» TASK DIRECTIONS
What lines in the data hold the string "with"? Show them.
"""
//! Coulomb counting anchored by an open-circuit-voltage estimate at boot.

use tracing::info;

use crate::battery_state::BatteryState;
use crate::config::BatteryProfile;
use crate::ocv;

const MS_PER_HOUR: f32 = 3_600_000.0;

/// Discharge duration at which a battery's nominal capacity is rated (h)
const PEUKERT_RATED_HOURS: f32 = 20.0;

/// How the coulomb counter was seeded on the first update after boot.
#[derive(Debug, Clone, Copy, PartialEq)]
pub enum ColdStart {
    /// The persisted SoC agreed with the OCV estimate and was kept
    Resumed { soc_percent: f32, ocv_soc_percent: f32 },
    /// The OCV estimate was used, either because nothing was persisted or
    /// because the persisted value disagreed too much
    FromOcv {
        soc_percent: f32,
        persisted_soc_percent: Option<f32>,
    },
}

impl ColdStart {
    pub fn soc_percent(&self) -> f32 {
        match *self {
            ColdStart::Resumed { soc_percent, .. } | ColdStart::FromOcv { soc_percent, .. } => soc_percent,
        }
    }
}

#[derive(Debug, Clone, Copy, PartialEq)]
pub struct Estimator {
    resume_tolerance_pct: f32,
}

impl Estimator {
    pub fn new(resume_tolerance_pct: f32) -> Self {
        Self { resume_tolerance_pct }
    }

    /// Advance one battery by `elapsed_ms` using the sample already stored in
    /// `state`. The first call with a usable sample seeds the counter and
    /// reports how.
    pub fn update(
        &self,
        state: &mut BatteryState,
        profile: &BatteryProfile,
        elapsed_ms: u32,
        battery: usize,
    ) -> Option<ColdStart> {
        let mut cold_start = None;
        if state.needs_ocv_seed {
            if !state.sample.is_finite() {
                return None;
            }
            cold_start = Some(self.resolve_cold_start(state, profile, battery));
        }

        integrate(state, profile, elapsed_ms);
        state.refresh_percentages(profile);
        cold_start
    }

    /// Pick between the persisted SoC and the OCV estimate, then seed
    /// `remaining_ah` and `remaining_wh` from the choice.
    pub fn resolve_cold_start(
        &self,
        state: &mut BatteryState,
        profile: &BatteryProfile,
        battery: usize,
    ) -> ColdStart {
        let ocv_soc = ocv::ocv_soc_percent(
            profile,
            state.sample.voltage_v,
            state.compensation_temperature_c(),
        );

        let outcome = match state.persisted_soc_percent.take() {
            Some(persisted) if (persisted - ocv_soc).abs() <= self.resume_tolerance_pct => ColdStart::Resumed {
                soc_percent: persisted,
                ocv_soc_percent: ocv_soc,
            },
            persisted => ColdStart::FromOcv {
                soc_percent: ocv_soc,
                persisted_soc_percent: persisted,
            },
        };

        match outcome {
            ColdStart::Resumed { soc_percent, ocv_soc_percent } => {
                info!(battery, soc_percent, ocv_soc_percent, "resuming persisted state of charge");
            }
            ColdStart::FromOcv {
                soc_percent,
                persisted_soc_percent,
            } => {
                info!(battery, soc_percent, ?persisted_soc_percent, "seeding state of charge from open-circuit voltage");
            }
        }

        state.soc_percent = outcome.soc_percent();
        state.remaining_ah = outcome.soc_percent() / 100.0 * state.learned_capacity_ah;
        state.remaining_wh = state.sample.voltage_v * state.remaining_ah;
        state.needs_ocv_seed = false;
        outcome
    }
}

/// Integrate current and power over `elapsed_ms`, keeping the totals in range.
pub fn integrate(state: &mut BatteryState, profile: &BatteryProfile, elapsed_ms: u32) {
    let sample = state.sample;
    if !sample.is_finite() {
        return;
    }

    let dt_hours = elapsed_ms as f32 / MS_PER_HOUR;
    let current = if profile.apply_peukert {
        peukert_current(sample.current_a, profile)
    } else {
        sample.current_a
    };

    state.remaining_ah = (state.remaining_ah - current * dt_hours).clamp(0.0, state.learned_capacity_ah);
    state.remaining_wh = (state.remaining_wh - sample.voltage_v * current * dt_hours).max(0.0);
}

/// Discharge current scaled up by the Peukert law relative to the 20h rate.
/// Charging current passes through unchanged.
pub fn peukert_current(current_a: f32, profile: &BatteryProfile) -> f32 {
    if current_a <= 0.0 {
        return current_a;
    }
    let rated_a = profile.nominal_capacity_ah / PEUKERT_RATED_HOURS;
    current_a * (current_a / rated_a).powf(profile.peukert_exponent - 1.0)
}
"""
"""
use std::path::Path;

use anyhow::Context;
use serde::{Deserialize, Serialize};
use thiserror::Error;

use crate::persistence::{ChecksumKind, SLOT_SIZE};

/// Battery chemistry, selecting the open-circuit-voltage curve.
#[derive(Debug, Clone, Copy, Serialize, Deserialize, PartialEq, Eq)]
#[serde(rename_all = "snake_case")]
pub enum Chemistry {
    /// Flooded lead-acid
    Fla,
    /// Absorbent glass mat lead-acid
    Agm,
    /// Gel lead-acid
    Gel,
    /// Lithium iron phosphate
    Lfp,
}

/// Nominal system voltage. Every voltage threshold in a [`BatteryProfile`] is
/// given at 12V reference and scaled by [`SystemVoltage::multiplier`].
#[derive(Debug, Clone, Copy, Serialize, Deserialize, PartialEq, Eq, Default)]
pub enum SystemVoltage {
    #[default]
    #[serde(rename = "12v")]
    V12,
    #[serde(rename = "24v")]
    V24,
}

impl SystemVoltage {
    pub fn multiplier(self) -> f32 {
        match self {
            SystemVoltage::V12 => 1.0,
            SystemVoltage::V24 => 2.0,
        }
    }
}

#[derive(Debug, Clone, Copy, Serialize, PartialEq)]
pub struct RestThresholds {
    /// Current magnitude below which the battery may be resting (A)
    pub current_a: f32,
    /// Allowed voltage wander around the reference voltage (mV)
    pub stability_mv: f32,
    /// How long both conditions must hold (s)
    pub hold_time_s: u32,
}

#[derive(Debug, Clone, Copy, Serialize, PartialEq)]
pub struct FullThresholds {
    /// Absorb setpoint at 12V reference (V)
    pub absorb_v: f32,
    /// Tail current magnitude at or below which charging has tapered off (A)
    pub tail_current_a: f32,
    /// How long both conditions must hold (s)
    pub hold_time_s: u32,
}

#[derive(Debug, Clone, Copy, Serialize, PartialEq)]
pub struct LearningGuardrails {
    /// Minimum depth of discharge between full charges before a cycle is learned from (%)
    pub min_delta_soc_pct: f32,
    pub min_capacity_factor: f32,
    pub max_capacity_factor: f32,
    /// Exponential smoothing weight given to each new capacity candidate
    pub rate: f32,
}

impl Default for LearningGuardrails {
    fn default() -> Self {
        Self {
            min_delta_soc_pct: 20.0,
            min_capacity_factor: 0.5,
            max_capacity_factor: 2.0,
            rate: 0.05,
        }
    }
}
"""
» OUTPUT FOR THIS EXERCISE
    /// The persisted SoC agreed with the OCV estimate and was kept
    /// `state`. The first call with a usable sample seeds the counter and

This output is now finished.